Una sequenza palindroma è una sequenza di acido nucleico in una molecola di DNA o RNA a doppio filamento in cui la lettura in una certa direzione (ad esempio da 5′ a 3′) su un filamento corrisponde alla lettura della sequenza nella direzione opposta (ad esempio da 5′ a 3′) sul filamento complementare. Questa definizione di palindromo dipende quindi dal fatto che i filamenti complementari siano palindromici l’uno dell’altro.

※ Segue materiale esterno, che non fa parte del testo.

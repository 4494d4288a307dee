use serde::Serialize;

#[derive(Debug, Serialize)]
pub(crate) struct HealthResponse {
    pub(crate) service: String,
    pub(crate) status: String,
    pub(crate) version: String,
    pub(crate) item_count: usize,
}
mod parsing;
mod settings;
mod types;

pub(crate) use types::Settings;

A: Palindromo, B: Loop, C: Stem
Il significato di palindromo nel contesto della genetica è leggermente diverso dalla definizione usata per le parole e le frasi. Poiché una doppia elica è formata da due filamenti antiparalleli accoppiati di nucleotidi che corrono in direzioni opposte, e i nucleotidi si accoppiano sempre nello stesso modo [adenina (A) con timina (T) nel DNA o uracile (U) nell’RNA; citosina (C) con guanina (G)], una sequenza nucleotidica (a singolo filamento) si dice che è un palindromo se è uguale al suo complemento inverso. Per esempio, la sequenza di DNA ACCTAGGT è palindroma perché il suo complemento nucleotide per nucleotide è TGGATCCA, e invertendo l’ordine dei nucleotidi nel complemento si ottiene la sequenza originale.
Una sequenza nucleotidica palindroma è capace di formare una forcina. La porzione di stelo della forcina è una porzione pseudo-doppio filamento poiché l’intera forcina fa parte dello stesso filamento (singolo) di acido nucleico. I motivi palindromici si trovano nella maggior parte dei genomi o insiemi di istruzioni genetiche. Sono stati appositamente studiati nei cromosomi batterici e nei cosiddetti elementi mosaici interspersi batterici (BIME) sparsi su di essi. Nel 2008, un progetto di sequenziamento del genoma ha scoperto che grandi porzioni dei cromosomi umani X e Y sono disposti come palindromi. Una struttura palindromica permette al cromosoma Y di ripararsi piegandosi al centro se un lato è danneggiato.
I palindromi sembrano trovarsi frequentemente anche nelle sequenze peptidiche che costituiscono le proteine, ma il loro ruolo nella funzione delle proteine non è chiaramente noto. È stato suggerito che l’esistenza di palindromi nei peptidi potrebbe essere legata alla prevalenza di regioni a bassa complessità nelle proteine, poiché i palindromi sono frequentemente associati a sequenze a bassa complessità. La loro prevalenza potrebbe anche essere legata alla propensione di tali sequenze a formare eliche alfa o complessi proteina/proteina.